#### Saved entries
»»
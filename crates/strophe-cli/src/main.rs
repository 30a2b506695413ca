use anyhow::Result;
use clap::Parser;

mod app;
mod chart;

/// Searches for song lyrics, then analyzes the frequency of words with
/// different character lengths.
///
/// The song title is required, whether given as a flag or typed at the
/// interactive prompt. Adding the artist narrows the search when two
/// songs share a title.
#[derive(Debug, Parser)]
#[command(name = "strophe", version, about)]
struct Cli {
    /// Song title (required; prompted for when no flags are given)
    #[arg(long, short = 't')]
    title: Option<String>,

    /// Song's artist
    #[arg(long, short = 'a')]
    artist: Option<String>,
}

#[tokio::main]
async fn main() -> Result<()> {
    tracing_subscriber::fmt()
        .with_env_filter(
            tracing_subscriber::EnvFilter::try_from_default_env()
                .unwrap_or_else(|_| tracing_subscriber::EnvFilter::new("info")),
        )
        .init();

    let cli = Cli::parse();

    app::run(cli.title, cli.artist).await
}
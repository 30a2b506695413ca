/// A schema migration.
#[derive(Debug)]
pub struct Migration {
    pub version: u32,
    pub name: &'static str,
    pub sql: &'static str,
}

const MIGRATION_001: &str = r#"
-- Schema version tracking
CREATE TABLE IF NOT EXISTS schema_migrations (
    version INTEGER PRIMARY KEY,
    name TEXT NOT NULL,
    applied_at TEXT NOT NULL DEFAULT (datetime('now'))
);

-- Songs: one row per lyrics entry. Records are insert-once; lyrics are
-- never updated after storage.
CREATE TABLE IF NOT EXISTS songs (
    id INTEGER PRIMARY KEY,
    external_id INTEGER UNIQUE,
    title TEXT NOT NULL,
    artist TEXT NOT NULL,
    released INTEGER,
    lyrics TEXT NOT NULL DEFAULT '',
    created_at TEXT NOT NULL
);

CREATE INDEX IF NOT EXISTS idx_songs_title ON songs(title);
CREATE INDEX IF NOT EXISTS idx_songs_released ON songs(released);
"#;

pub const MIGRATIONS: &[Migration] = &[Migration {
    version: 1,
    name: "initial_schema",
    sql: MIGRATION_001,
}];
//! Lyrics analysis: normalization, word statistics, and frequency
//! aggregation.

pub mod frequency;
pub mod stats;
pub mod tokens;

pub use frequency::{avg_word_length_by_year, word_length_frequency};
pub use stats::{avg_word_length, num_distinct_words, num_words};
pub use tokens::tokenize;
//! Integration tests for the resolve flow.
//!
//! These use a stub provider so no real network calls are made, and a
//! temporary database file per test.

use async_trait::async_trait;
use std::sync::atomic::{AtomicUsize, Ordering};
use tempfile::TempDir;

use strophe_core::model::Song;
use strophe_core::schema::Database;
use strophe_fetch::{resolve, FetchError, FetchResult, LyricsProvider, ProviderSong};

/// Stub provider returning a canned song and counting searches.
struct StubProvider {
    song: Option<ProviderSong>,
    calls: AtomicUsize,
}

impl StubProvider {
    fn hit(song: ProviderSong) -> Self {
        Self {
            song: Some(song),
            calls: AtomicUsize::new(0),
        }
    }

    fn miss() -> Self {
        Self {
            song: None,
            calls: AtomicUsize::new(0),
        }
    }

    fn call_count(&self) -> usize {
        self.calls.load(Ordering::SeqCst)
    }
}

#[async_trait]
impl LyricsProvider for StubProvider {
    async fn search(
        &self,
        _title: &str,
        _artist: Option<&str>,
    ) -> FetchResult<Option<ProviderSong>> {
        self.calls.fetch_add(1, Ordering::SeqCst);
        Ok(self.song.clone())
    }
}

/// Provider that always times out.
struct TimeoutProvider;

#[async_trait]
impl LyricsProvider for TimeoutProvider {
    async fn search(
        &self,
        _title: &str,
        _artist: Option<&str>,
    ) -> FetchResult<Option<ProviderSong>> {
        Err(FetchError::Timeout)
    }
}

fn zombie() -> ProviderSong {
    ProviderSong {
        external_id: 52651,
        title: "Zombie".to_string(),
        artist: "The Cranberries".to_string(),
        lyrics: "Zombie Lyrics\nAnother head hangs lowly".to_string(),
        released: Some(1994),
    }
}

fn temp_db(dir: &TempDir) -> Database {
    Database::open(dir.path().join("test.db")).expect("Failed to open database")
}

#[tokio::test]
async fn test_local_hit_skips_provider() {
    let dir = TempDir::new().unwrap();
    let db = temp_db(&dir);
    db.insert_song(&Song::new("Zombie", "The Cranberries"))
        .unwrap();

    let provider = StubProvider::hit(zombie());
    let song = resolve(&db, &provider, "zombie", Some("the cranberries"))
        .await
        .unwrap()
        .expect("expected a local hit");

    assert_eq!(song.title, "Zombie");
    assert_eq!(provider.call_count(), 0);
}

#[tokio::test]
async fn test_remote_hit_inserts_once() {
    let dir = TempDir::new().unwrap();
    let db = temp_db(&dir);

    let provider = StubProvider::hit(zombie());
    let song = resolve(&db, &provider, "Zombie", Some("The Cranberries"))
        .await
        .unwrap()
        .expect("expected a provider hit");

    assert_eq!(song.external_id, Some(52651));
    assert_eq!(song.released, Some(1994));
    assert!(song.id.is_some());
    assert_eq!(db.count_songs().unwrap(), 1);

    // Resolving again finds the stored record without another insert.
    let again = resolve(&db, &provider, "Zombie", Some("The Cranberries"))
        .await
        .unwrap()
        .unwrap();
    assert_eq!(again.external_id, Some(52651));
    assert_eq!(db.count_songs().unwrap(), 1);
    assert_eq!(provider.call_count(), 1);
}

#[tokio::test]
async fn test_insert_skipped_when_resolved_names_already_stored() {
    let dir = TempDir::new().unwrap();
    let db = temp_db(&dir);

    // Stored under the provider's canonical names, but queried with a
    // typo-ish title the provider resolves for us.
    db.insert_song(&Song::new("Zombie", "The Cranberries").with_lyrics("existing"))
        .unwrap();

    let provider = StubProvider::hit(zombie());
    let song = resolve(&db, &provider, "zombi", Some("cranberries"))
        .await
        .unwrap()
        .unwrap();

    assert_eq!(song.lyrics, "existing");
    assert_eq!(db.count_songs().unwrap(), 1);
}

#[tokio::test]
async fn test_provider_miss_is_not_found() {
    let dir = TempDir::new().unwrap();
    let db = temp_db(&dir);

    let provider = StubProvider::miss();
    let song = resolve(&db, &provider, "does not exist", None).await.unwrap();

    assert!(song.is_none());
    assert_eq!(db.count_songs().unwrap(), 0);
}

#[tokio::test]
async fn test_empty_title_is_invalid_input_on_both_paths() {
    let dir = TempDir::new().unwrap();
    let db = temp_db(&dir);

    let provider = StubProvider::hit(zombie());
    let err = resolve(&db, &provider, "", Some("test_artist"))
        .await
        .unwrap_err();

    assert!(err.is_invalid_input());
    // The provider is never consulted for an invalid query.
    assert_eq!(provider.call_count(), 0);
}

#[tokio::test]
async fn test_timeout_propagates_without_retry() {
    let dir = TempDir::new().unwrap();
    let db = temp_db(&dir);

    let err = resolve(&db, &TimeoutProvider, "Zombie", None)
        .await
        .unwrap_err();

    assert!(err.is_timeout());
    assert_eq!(db.count_songs().unwrap(), 0);
}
««
#### TRY IT
Restate the line containing "an invalid query." and every remaining line of the records word for word. Add nothing.

#### SOLUTION FOR THIS TASK
    // The provider is never consulted for an invalid query.
    assert_eq!(provider.call_count(), 0);
}

#[tokio::test]
async fn test_timeout_propagates_without_retry() {
    let dir = TempDir::new().unwrap();
    let db = temp_db(&dir);

    let err = resolve(&db, &TimeoutProvider, "Zombie", None)
        .await
        .unwrap_err();

    assert!(err.is_timeout());
    assert_eq!(db.count_songs().unwrap(), 0);
}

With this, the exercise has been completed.